Reverse a Linked List in groups of given size

version.cpp

// CPP program to reverse a linked list 
// in groups of given size 
#include <bits/stdc++.h> 
using namespace std; 

/* Link list node */
class Node 
{ 
	public: 
	int data; 
	Node* next; 
}; 

/* Reverses the linked list in groups 
of size k and returns the pointer 
to the new head node. */
Node *reverse (Node *head, int k) 
{ 
	Node* current = head; 
	Node* next = NULL; 
	Node* prev = NULL; 
	int count = 0; 
	
	/*reverse first k nodes of the linked list */
	while (current != NULL && count < k) 
	{ 
		next = current->next; 
		current->next = prev; 
		prev = current; 
		current = next; 
		count++; 
	} 
	
	/* next is now a pointer to (k+1)th node 
	Recursively call for the list starting from current. 
	And make rest of the list as next of first node */
	if (next != NULL) 
	head->next = reverse(next, k); 

	/* prev is new head of the input list */
	return prev; 
} 

/* UTILITY FUNCTIONS */
/* Function to push a node */
void push(Node** head_ref, int new_data) 
{ 
	/* allocate node */
	Node* new_node = new Node(); 

	/* put in the data */
	new_node->data = new_data; 

	/* link the old list off the new node */
	new_node->next = (*head_ref);	 

	/* move the head to point to the new node */
	(*head_ref) = new_node; 
} 

/* Function to print linked list */
void printList(Node *node) 
{ 
	while (node != NULL) 
	{ 
		cout<<node->data<<" "; 
		node = node->next; 
	} 
} 

/* Driver code*/
int main() 
{ 
	/* Start with the empty list */
	Node* head = NULL; 

	/* Created Linked list is 1->2->3->4->5->6->7->8->9 */
	push(&head, 9); 
	push(&head, 8); 
	push(&head, 7); 
	push(&head, 6); 
	push(&head, 5); 
	push(&head, 4); 
	push(&head, 3); 
	push(&head, 2); 
	push(&head, 1);	 

	cout<<"Given linked list \n"; 
	printList(head); 
	head = reverse(head, 3); 

	cout<<"\nReversed Linked list \n"; 
	printList(head); 

	return(0); 
} 

// This code is contributed by rathbhupendra 

version.py

# Python program to reverse a linked list in group of given size 

# Node class 
class Node: 

	# Constructor to initialize the node object 
	def __init__(self, data): 
		self.data = data 
		self.next = None

class LinkedList: 

	# Function to initialize head 
	def __init__(self): 
		self.head = None

	def reverse(self, head, k): 
		current = head 
		next = None
		prev = None
		count = 0
		
		# Reverse first k nodes of the linked list 
		while(current is not None and count < k): 
			next = current.next
			current.next = prev 
			prev = current 
			current = next
			count += 1

		# next is now a pointer to (k+1)th node 
		# recursively call for the list starting 
		# from current. And make rest of the list as 
		# next of first node 
		if next is not None: 
			head.next = self.reverse(next, k) 

		# prev is new head of the input list 
		return prev 

	# Function to insert a new node at the beginning 
	def push(self, new_data): 
		new_node = Node(new_data) 
		new_node.next = self.head 
		self.head = new_node 

	# Utility function to print the linked LinkedList 
	def printList(self): 
		temp = self.head 
		while(temp): 
			print temp.data, 
			temp = temp.next


# Driver program 
llist = LinkedList() 
llist.push(9) 
llist.push(8) 
llist.push(7) 
llist.push(6) 
llist.push(5) 
llist.push(4) 
llist.push(3) 
llist.push(2) 
llist.push(1) 

print "Given linked list"
llist.printList() 
llist.head = llist.reverse(llist.head, 3) 

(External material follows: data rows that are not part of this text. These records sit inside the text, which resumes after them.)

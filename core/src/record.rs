//! Sale records and row-level data-quality warnings.
//!
//! A `SaleRecord` is one historical transaction as handed over by the
//! record normalizer (spreadsheet/CSV ingestion lives outside the core).
//! Rows are immutable; problems with individual rows surface as
//! `DataQualityWarning`s and never abort the pipeline.

use crate::types::CustomerId;
use serde::{Deserialize, Serialize};

/// Raw content of the sale-date column: either a textual date or a
/// numeric spreadsheet serial. Untagged so both shapes deserialize from
/// upstream JSON without a discriminator.
#[derive(Debug, Clone, PartialEq, Serialize, Deserialize)]
#[serde(untagged)]
pub enum DateInput {
    Serial(f64),
    Text(String),
}

impl DateInput {
    /// The raw value as uploaded, for warning messages.
    pub fn raw(&self) -> String {
        match self {
            DateInput::Serial(n) => n.to_string(),
            DateInput::Text(s) => s.clone(),
        }
    }
}

/// One transaction. `sale_value` is `None` when the upstream cell was
/// not numeric — such rows still count toward cohort membership but are
/// excluded from revenue and ticket sums.
#[derive(Debug, Clone, PartialEq, Serialize, Deserialize)]
pub struct SaleRecord {
    pub customer_id: CustomerId,
    pub sale_date:   DateInput,
    pub sale_value:  Option<f64>,
}

impl SaleRecord {
    pub fn new(customer_id: impl Into<CustomerId>, sale_date: impl Into<String>, sale_value: f64) -> Self {
        Self {
            customer_id: customer_id.into(),
            sale_date:   DateInput::Text(sale_date.into()),
            sale_value:  Some(sale_value),
        }
    }

    pub fn from_serial(customer_id: impl Into<CustomerId>, serial: f64, sale_value: f64) -> Self {
        Self {
            customer_id: customer_id.into(),
            sale_date:   DateInput::Serial(serial),
            sale_value:  Some(sale_value),
        }
    }
}

/// Non-fatal row-level issues, surfaced to the caller alongside the
/// cohort table. An unparseable date drops the row; value problems only
/// exclude the row from revenue sums.
#[derive(Debug, Clone, PartialEq, Serialize, Deserialize)]
#[serde(tag = "type", rename_all = "snake_case")]
pub enum DataQualityWarning {
    UnparseableDate { row: usize, raw: String },
    MissingSaleValue { row: usize },
    NegativeSaleValue { row: usize, value: f64 },
}
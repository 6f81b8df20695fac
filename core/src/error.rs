use thiserror::Error;

#[derive(Error, Debug)]
pub enum EngineError {
    #[error("Storage error: {0}")]
    Storage(#[from] rusqlite::Error),

    #[error("Serialization error: {0}")]
    Serialization(#[from] serde_json::Error),

    #[error("Invalid parameter '{field}': {reason}")]
    InvalidParameter { field: &'static str, reason: String },

    #[error("Empty dataset: no sale records to analyze")]
    EmptyDataset,

    #[error("No stored metrics available")]
    MetricsNotFound,

    #[error(transparent)]
    Other(#[from] anyhow::Error),
}

impl EngineError {
    pub(crate) fn invalid(field: &'static str, reason: impl Into<String>) -> Self {
        EngineError::InvalidParameter {
            field,
            reason: reason.into(),
        }
    }
}

pub type EngineResult<T> = Result<T, EngineError>;
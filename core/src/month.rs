//! Year-month arithmetic — the calendar primitive of the engine.
//!
//! Cohort keys and projection labels are year-month pairs, rendered
//! `YYYY-MM`. The projection anchor is an explicit `YearMonth` input:
//! the engine never reads the wall clock.

use chrono::{Datelike, NaiveDate};
use serde::{de, Deserialize, Deserializer, Serialize, Serializer};
use std::fmt;

#[derive(Debug, Clone, Copy, PartialEq, Eq, PartialOrd, Ord, Hash)]
pub struct YearMonth {
    pub year:  i32,
    pub month: u32, // 1-12
}

impl YearMonth {
    /// Panics if `month` is outside 1-12. Use `parse` for untrusted input.
    pub fn new(year: i32, month: u32) -> Self {
        assert!((1..=12).contains(&month), "month must be 1-12, got {month}");
        Self { year, month }
    }

    pub fn from_date(date: NaiveDate) -> Self {
        Self {
            year:  date.year(),
            month: date.month(),
        }
    }

    /// Parse a `YYYY-MM` label.
    pub fn parse(s: &str) -> Option<Self> {
        let (y, m) = s.split_once('-')?;
        let year: i32 = y.parse().ok()?;
        let month: u32 = m.parse().ok()?;
        (1..=12).contains(&month).then_some(Self { year, month })
    }

    pub fn plus_months(self, n: u32) -> Self {
        let index = self.year * 12 + (self.month as i32 - 1) + n as i32;
        Self {
            year:  index.div_euclid(12),
            month: index.rem_euclid(12) as u32 + 1,
        }
    }

    /// Signed count of calendar months from `self` to `other`.
    pub fn months_until(self, other: YearMonth) -> i32 {
        (other.year - self.year) * 12 + (other.month as i32 - self.month as i32)
    }
}

impl fmt::Display for YearMonth {
    fn fmt(&self, f: &mut fmt::Formatter<'_>) -> fmt::Result {
        write!(f, "{:04}-{:02}", self.year, self.month)
    }
}

// Serialized as the `YYYY-MM` label so year-months work as JSON map keys.

impl Serialize for YearMonth {
    fn serialize<S: Serializer>(&self, serializer: S) -> Result<S::Ok, S::Error> {
        serializer.collect_str(self)
    }
}

impl<'de> Deserialize<'de> for YearMonth {
    fn deserialize<D: Deserializer<'de>>(deserializer: D) -> Result<Self, D::Error> {
        let s = String::deserialize(deserializer)?;
        YearMonth::parse(&s).ok_or_else(|| de::Error::custom(format!("invalid year-month '{s}'")))
    }
}
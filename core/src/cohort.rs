//! Cohort builder — groups sale records into monthly cohorts and derives
//! empirical per-period retention.
//!
//! A cohort is the set of distinct customers who transacted in a given
//! calendar month. For cohort month B and every later month B+k present
//! in the data (k = true calendar distance, up to `RETENTION_PERIODS`):
//!
//!   retention_rates[k] = |customers(B) ∩ customers(B+k)| / |customers(B)|
//!
//! Periods with no later data are absent from the map, not zero. Rows
//! whose date cannot be resolved are dropped with a warning; rows with a
//! missing or negative sale value still count toward membership and
//! purchase counts but contribute nothing to revenue.

use crate::{
    dates,
    month::YearMonth,
    record::{DataQualityWarning, SaleRecord},
    types::{CustomerId, Period},
};
use serde::{Deserialize, Serialize};
use std::collections::{BTreeMap, HashSet};

/// Longest retention horizon tracked per cohort, in calendar months.
pub const RETENTION_PERIODS: Period = 12;

/// Revenue and purchase count contributed by a cohort's members in one
/// retention period.
#[derive(Debug, Clone, Copy, PartialEq, Serialize, Deserialize)]
pub struct PeriodActivity {
    pub revenue:   f64,
    pub purchases: u64,
}

#[derive(Debug, Clone, PartialEq, Serialize, Deserialize)]
pub struct Cohort {
    pub month:             YearMonth,
    pub initial_customers: usize,
    pub average_ticket:    f64,
    pub total_revenue:     f64,
    pub total_purchases:   u64,
    pub retention_rates:   BTreeMap<Period, f64>,
    pub retention_data:    BTreeMap<Period, PeriodActivity>,
}

impl Cohort {
    /// Rate of the first period that has data, if any. The historical
    /// aggregator blends this across recent cohorts.
    pub fn first_retention_rate(&self) -> Option<f64> {
        self.retention_rates.values().next().copied()
    }
}

struct MonthBucket {
    customers: HashSet<CustomerId>,
    revenue:   f64,
    /// Per-row (customer, validated value) pairs, kept for the
    /// retention-period revenue pass.
    rows:      Vec<(CustomerId, Option<f64>)>,
}

impl MonthBucket {
    fn new() -> Self {
        Self {
            customers: HashSet::new(),
            revenue:   0.0,
            rows:      Vec::new(),
        }
    }
}

/// Build the ordered cohort table from raw sale records.
///
/// Returns the cohorts (chronologically ordered, unique by month) plus
/// the row-level warnings collected along the way.
pub fn build_cohorts(records: &[SaleRecord]) -> (Vec<Cohort>, Vec<DataQualityWarning>) {
    let mut warnings = Vec::new();
    let mut buckets: BTreeMap<YearMonth, MonthBucket> = BTreeMap::new();

    for (row, record) in records.iter().enumerate() {
        let Some(date) = dates::parse_date(&record.sale_date) else {
            warnings.push(DataQualityWarning::UnparseableDate {
                row,
                raw: record.sale_date.raw(),
            });
            continue;
        };

        let value = match record.sale_value {
            Some(v) if v >= 0.0 => Some(v),
            Some(v) => {
                warnings.push(DataQualityWarning::NegativeSaleValue { row, value: v });
                None
            }
            None => {
                warnings.push(DataQualityWarning::MissingSaleValue { row });
                None
            }
        };

        let bucket = buckets
            .entry(YearMonth::from_date(date))
            .or_insert_with(MonthBucket::new);
        bucket.customers.insert(record.customer_id.clone());
        if let Some(v) = value {
            bucket.revenue += v;
        }
        bucket.rows.push((record.customer_id.clone(), value));
    }

    let months: Vec<YearMonth> = buckets.keys().copied().collect();
    let mut cohorts = Vec::with_capacity(months.len());

    for &base in &months {
        let base_bucket = &buckets[&base];
        let initial = base_bucket.customers.len();
        if initial == 0 {
            // Cannot normally happen (every row adds its customer), but a
            // zero-customer cohort must never reach the aggregators.
            log::warn!("skipping empty cohort {base}");
            continue;
        }

        let mut retention_rates = BTreeMap::new();
        let mut retention_data = BTreeMap::new();

        for &target in months.iter().filter(|&&m| m > base) {
            let period = base.months_until(target);
            if period < 1 || period as Period > RETENTION_PERIODS {
                continue;
            }
            let period = period as Period;
            let target_bucket = &buckets[&target];

            let retained = base_bucket
                .customers
                .intersection(&target_bucket.customers)
                .count();
            retention_rates.insert(period, retained as f64 / initial as f64);

            let mut activity = PeriodActivity {
                revenue:   0.0,
                purchases: 0,
            };
            for (customer, value) in &target_bucket.rows {
                if !base_bucket.customers.contains(customer) {
                    continue;
                }
                activity.purchases += 1;
                if let Some(v) = value {
                    activity.revenue += v;
                }
            }
            retention_data.insert(period, activity);
        }

        cohorts.push(Cohort {
            month: base,
            initial_customers: initial,
            average_ticket: base_bucket.revenue / initial as f64,
            total_revenue: base_bucket.revenue,
            total_purchases: base_bucket.rows.len() as u64,
            retention_rates,
            retention_data,
        });
    }

    log::debug!(
        "built {} cohorts from {} records ({} warnings)",
        cohorts.len(),
        records.len(),
        warnings.len()
    );

    (cohorts, warnings)
}
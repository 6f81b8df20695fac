//! Numeric helper tests — LTV clamps and guarded ratios.

use growthlens_core::finance::{
    ltv, ratio, ratio_pct, LTV_RETENTION_CEILING, LTV_RETENTION_FALLBACK,
};

/// LTV = ticket × margin / (1 − retention).
#[test]
fn ltv_formula() {
    assert!((ltv(200.0, 0.3, 0.5) - 120.0).abs() < 1e-12);
    assert!((ltv(100.0, 1.0, 0.2) - 125.0).abs() < 1e-12);
}

/// Retention at or above 1 is capped so the denominator never hits zero.
#[test]
fn ltv_caps_full_retention() {
    let expected = 100.0 * 0.5 / (1.0 - LTV_RETENTION_CEILING);
    assert!((ltv(100.0, 0.5, 1.0) - expected).abs() < 1e-9);
    assert!((ltv(100.0, 0.5, 3.0) - expected).abs() < 1e-9);
}

/// Zero, negative, and NaN retention use the documented 0.30 fallback.
#[test]
fn ltv_falls_back_on_degenerate_retention() {
    let expected = 100.0 * 0.5 / (1.0 - LTV_RETENTION_FALLBACK);
    assert!((ltv(100.0, 0.5, 0.0) - expected).abs() < 1e-9);
    assert!((ltv(100.0, 0.5, -0.4) - expected).abs() < 1e-9);
    assert!((ltv(100.0, 0.5, f64::NAN) - expected).abs() < 1e-9);
}

/// LTV never returns a non-finite value for finite ticket and margin.
#[test]
fn ltv_is_total() {
    for retention in [-1.0, 0.0, 0.5, 0.99, 1.0, 100.0, f64::NAN] {
        assert!(ltv(200.0, 0.3, retention).is_finite());
    }
}

/// Zero denominators resolve to zero instead of propagating infinity.
#[test]
fn ratios_guard_zero_denominators() {
    assert_eq!(ratio(100.0, 0.0), 0.0);
    assert_eq!(ratio_pct(100.0, 0.0), 0.0);
    assert_eq!(ratio(0.0, 0.0), 0.0);
}

/// Regular quotients pass through untouched.
#[test]
fn ratios_pass_finite_quotients() {
    assert!((ratio(2000.0, 1100.0) - 1.8181818181818181).abs() < 1e-12);
    assert!((ratio_pct(-500.0, 1100.0) - (-45.45454545454545)).abs() < 1e-9);
}

/// Quotients that overflow to infinity are suppressed to zero.
#[test]
fn ratios_suppress_overflow() {
    assert_eq!(ratio(1e308, 1e-308), 0.0);
}
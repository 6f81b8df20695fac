//! Growth projector tests — compounding cohorts, guards, validation.

use growthlens_core::{project, EngineError, FinancialParams, YearMonth};

fn base_params() -> FinancialParams {
    FinancialParams {
        cac: 100.0,
        cpv: 10.0,
        monthly_investment: 1000.0,
        margin: 0.3,
        monetization_investment: 0.0,
        projection_months: 1,
    }
}

fn anchor() -> YearMonth {
    YearMonth::new(2024, 1)
}

/// First simulated month: 10 new customers, nothing retained yet, and
/// the concrete financial arithmetic.
#[test]
fn first_month_financials() {
    let records = project(&base_params(), &[0.5], 200.0, anchor()).unwrap();
    assert_eq!(records.len(), 1);

    let m0 = &records[0];
    assert_eq!(m0.month.to_string(), "2024-02");
    assert_eq!(m0.new_customers, 10);
    assert_eq!(m0.retained_customers, 0);
    assert_eq!(m0.total_customers, 10);
    assert_eq!(m0.revenue, 2000.0);
    assert_eq!(m0.acquisition_cost, 1000.0);
    assert_eq!(m0.monetization_cost, 100.0);
    assert_eq!(m0.total_cost, 1100.0);
    assert_eq!(m0.profit, 2000.0 * 0.3 - 1100.0);
    assert!((m0.roi_pct - (-500.0 / 1100.0 * 100.0)).abs() < 1e-9);
    assert!((m0.roas - 2000.0 / 1100.0).abs() < 1e-9);
    assert!((m0.operational_margin_pct - (-25.0)).abs() < 1e-9);
    // LTV(200, 0.3, 0.5) = 200 × 0.3 / 0.5
    assert!((m0.ltv - 120.0).abs() < 1e-9);
}

/// Second month retains floor(10 × 0.5) = 5 from the month-0 cohort.
#[test]
fn second_month_compounds_prior_cohort() {
    let mut params = base_params();
    params.projection_months = 2;

    let records = project(&params, &[0.5], 200.0, anchor()).unwrap();
    let m1 = &records[1];
    assert_eq!(m1.month.to_string(), "2024-03");
    assert_eq!(m1.new_customers, 10);
    assert_eq!(m1.retained_customers, 5);
    assert_eq!(m1.total_customers, 15);
    assert_eq!(m1.revenue, 3000.0);
    // All retained customers come from prior cohorts, so the reported
    // retention is 5 / (15 - 10) = 100%.
    assert_eq!(m1.retention_rate_pct, 100.0);
}

/// Cohorts older than the curve contribute nothing.
#[test]
fn cohorts_beyond_curve_are_fully_churned() {
    let mut params = base_params();
    params.projection_months = 4;

    let records = project(&params, &[0.5], 200.0, anchor()).unwrap();
    // Month 3: cohorts aged 1, 2, 3; only age 1 is inside the curve.
    let m3 = &records[3];
    assert_eq!(m3.retained_customers, 5);
}

/// Longer curves keep contributing per cohort age.
#[test]
fn retained_sums_over_all_cohort_ages() {
    let mut params = base_params();
    params.projection_months = 3;

    let records = project(&params, &[0.5, 0.2], 200.0, anchor()).unwrap();
    // Month 2: age-1 cohort retains floor(10×0.5)=5, age-2 floor(10×0.2)=2.
    let m2 = &records[2];
    assert_eq!(m2.retained_customers, 7);
    assert_eq!(m2.total_customers, 17);
}

/// A zero-month horizon produces an empty sequence, not an error.
#[test]
fn zero_horizon_is_empty() {
    let mut params = base_params();
    params.projection_months = 0;

    let records = project(&params, &[0.5], 200.0, anchor()).unwrap();
    assert!(records.is_empty());
}

/// Non-positive CAC fails fast before simulation starts.
#[test]
fn non_positive_cac_fails_fast() {
    for cac in [0.0, -5.0, f64::NAN, f64::INFINITY] {
        let mut params = base_params();
        params.cac = cac;
        let err = project(&params, &[0.5], 200.0, anchor()).unwrap_err();
        assert!(
            matches!(err, EngineError::InvalidParameter { field: "cac", .. }),
            "cac {cac} should be rejected"
        );
    }
}

/// Margin is a fraction, not a percentage.
#[test]
fn margin_outside_unit_interval_rejected() {
    for margin in [-0.1, 1.5, f64::NAN] {
        let mut params = base_params();
        params.margin = margin;
        let err = project(&params, &[0.5], 200.0, anchor()).unwrap_err();
        assert!(matches!(
            err,
            EngineError::InvalidParameter { field: "margin", .. }
        ));
    }
}

/// The horizon is capped at 60 months.
#[test]
fn horizon_capped_at_sixty() {
    let mut params = base_params();
    params.projection_months = 61;
    let err = project(&params, &[0.5], 200.0, anchor()).unwrap_err();
    assert!(matches!(
        err,
        EngineError::InvalidParameter { field: "projection_months", .. }
    ));

    params.projection_months = 60;
    assert_eq!(project(&params, &[0.5], 200.0, anchor()).unwrap().len(), 60);
}

/// Every reported ratio stays finite, including with zero investment,
/// zero cpv, and an empty retention curve.
#[test]
fn ratios_always_finite() {
    let scenarios = [
        FinancialParams {
            monthly_investment: 0.0,
            cpv: 0.0,
            projection_months: 6,
            ..base_params()
        },
        FinancialParams {
            cpv: 0.0,
            projection_months: 6,
            ..base_params()
        },
    ];

    for params in &scenarios {
        for curve in [&[][..], &[0.5][..]] {
            let records = project(params, curve, 200.0, anchor()).unwrap();
            for r in &records {
                assert!(r.roi_pct.is_finite(), "roi not finite: {r:?}");
                assert!(r.roas.is_finite(), "roas not finite: {r:?}");
                assert!(r.operational_margin_pct.is_finite(), "margin not finite: {r:?}");
                assert!(r.retention_rate_pct.is_finite(), "retention not finite: {r:?}");
                assert!(r.ltv.is_finite(), "ltv not finite: {r:?}");
            }
        }
    }
}

/// With an empty curve, LTV falls back to the documented 0.30 retention.
#[test]
fn empty_curve_uses_ltv_fallback() {
    let records = project(&base_params(), &[], 200.0, anchor()).unwrap();
    let expected = 200.0 * 0.3 / (1.0 - 0.3);
    assert!((records[0].ltv - expected).abs() < 1e-9);
}

/// Month labels form a contiguous sequence starting the month after the
/// anchor, crossing year boundaries.
#[test]
fn month_labels_contiguous_from_anchor() {
    let mut params = base_params();
    params.projection_months = 3;

    let records = project(&params, &[0.5], 200.0, YearMonth::new(2024, 11)).unwrap();
    let labels: Vec<String> = records.iter().map(|r| r.month.to_string()).collect();
    assert_eq!(labels, vec!["2024-12", "2025-01", "2025-02"]);
}

/// Fractional acquisition floors toward zero.
#[test]
fn new_customers_floor_division() {
    let mut params = base_params();
    params.monthly_investment = 999.0;

    let records = project(&params, &[0.5], 200.0, anchor()).unwrap();
    assert_eq!(records[0].new_customers, 9);
}
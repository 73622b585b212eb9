use std::time::{SystemTime, UNIX_EPOCH};

use ratatui::prelude::*;
use ratatui::widgets::{Block, BorderType, Borders, Paragraph, Wrap};

use crate::app::{App, Phase};
use crate::{MIN_PANE_WIDTH, PLAY_H, PLAY_W, SIDEBAR_W};

mod render;

pub fn draw_game(frame: &mut Frame, app: &App) {
    let area = frame.size();

    if area.width < MIN_PANE_WIDTH {
        let msg = Paragraph::new(format!("RESIZE PANE (min width: {})", MIN_PANE_WIDTH))
            .alignment(Alignment::Center)
            .block(Block::default().borders(Borders::ALL).title("ISOSNAKE"));
        frame.render_widget(msg, area);
        return;
    }

    // Outer "cabinet" frame.
    let cabinet = Block::default()
        .title("ISOSNAKE")
        .border_type(BorderType::Thick)
        .borders(Borders::ALL)
        .title_alignment(Alignment::Left);
    let cabinet_inner = cabinet.inner(area);
    frame.render_widget(cabinet, area);

    // Split into play area (left) and sidebar (right).
    let cols = Layout::default()
        .direction(Direction::Horizontal)
        .constraints([Constraint::Min(PLAY_W as u16 + 2), Constraint::Length(SIDEBAR_W)])
        .split(cabinet_inner);

    // Center the fixed-size playfield within the left column.
    let v_center = Layout::default()
        .direction(Direction::Vertical)
        .constraints([
            Constraint::Min(1),
            Constraint::Length(PLAY_H as u16),
            Constraint::Min(1),
        ])
        .split(cols[0]);
    let h_center = Layout::default()
        .direction(Direction::Horizontal)
        .constraints([
            Constraint::Min(1),
            Constraint::Length(PLAY_W as u16),
            Constraint::Min(1),
        ])
        .split(v_center[1]);
    let play_rect = h_center[1];

    render::draw_playfield(frame, app, play_rect);
    draw_sidebar(frame, app, cols[1]);

    match &app.phase {
        Phase::Running => {}
        Phase::Idle => render::draw_idle_overlay(frame, app, play_rect),
        Phase::NameEntry { name } => render::draw_name_prompt(frame, app, name, play_rect),
    }
}

fn draw_sidebar(frame: &mut Frame, app: &App, area: Rect) {
    let chunks = Layout::default()
        .direction(Direction::Vertical)
        .constraints([Constraint::Length(10), Constraint::Min(0), Constraint::Length(7)].as_ref())
        .split(area);

    let status = match &app.phase {
        Phase::Idle => "IDLE",
        Phase::NameEntry { .. } => "NEW BEST",
        Phase::Running => {
            let millis = SystemTime::now()
                .duration_since(UNIX_EPOCH)
                .unwrap_or_default()
                .as_millis();
            if (millis / 300) % 2 == 0 { "ACTIVE" } else { "      " }
        }
    };

    let info = Paragraph::new(format!(
        "SCORE\n{}\n\nHIGH SCORE\n{}\n\nSTATUS\n{}",
        app.game.score, app.high_score, status
    ))
    .block(Block::default().title("INFO").borders(Borders::ALL))
    .wrap(Wrap { trim: true });
    frame.render_widget(info, chunks[0]);

    let controls = Paragraph::new("←↑↓→ steer\nenter play/save\nq quit")
        .block(Block::default().title("CONTROLS").borders(Borders::ALL))
        .wrap(Wrap { trim: true });
    frame.render_widget(controls, chunks[2]);
}
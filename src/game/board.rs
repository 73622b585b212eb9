use rand::Rng;

/// A grid cell position. May sit outside the board (a crashed head does).
#[derive(Clone, Copy, PartialEq, Eq, Debug)]
pub struct Pos {
    pub x: i32,
    pub y: i32,
}

impl Pos {
    pub fn new(x: i32, y: i32) -> Self {
        Self { x, y }
    }

    pub fn offset(self, dx: i32, dy: i32) -> Self {
        Self {
            x: self.x + dx,
            y: self.y + dy,
        }
    }
}

#[derive(Clone, Copy)]
pub struct Board {
    pub width: i32,
    pub height: i32,
}

impl Board {
    pub fn new(width: i32, height: i32) -> Self {
        Self { width, height }
    }

    pub fn contains(&self, pos: Pos) -> bool {
        pos.x >= 0 && pos.x < self.width && pos.y >= 0 && pos.y < self.height
    }

    // Uniform over the whole board; occupancy is deliberately not consulted.
    pub fn random_cell<R: Rng>(&self, rng: &mut R) -> Pos {
        Pos::new(rng.gen_range(0..self.width), rng.gen_range(0..self.height))
    }
}

#[cfg(test)]
mod tests {
    use super::*;
    use rand::rngs::mock::StepRng;

    #[test]
    fn contains_matches_bounds() {
        let board = Board::new(15, 15);
        assert!(board.contains(Pos::new(0, 0)));
        assert!(board.contains(Pos::new(14, 14)));
        assert!(!board.contains(Pos::new(-1, 7)));
        assert!(!board.contains(Pos::new(15, 7)));
        assert!(!board.contains(Pos::new(7, -1)));
        assert!(!board.contains(Pos::new(7, 15)));
    }

    #[test]
    fn random_cell_is_in_bounds() {
        let board = Board::new(15, 15);
        let mut rng = StepRng::new(0, 0x9e3779b97f4a7c15);
        for _ in 0..200 {
            assert!(board.contains(board.random_cell(&mut rng)));
        }
    }
}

print "\nReversed Linked list"
llist.printList() 

Reverse the first sub-list of size k. While reversing keep track of the next node and previous node. Let the pointer to the next node be next and pointer to the previous node be prev. See this post for reversing a linked list.
head->next = reverse(next, k) ( Recursively call for rest of the list and link the two sub-lists )
Return prev ( prev becomes the new head of the list

O(n) where n is the number of nodes in the given list.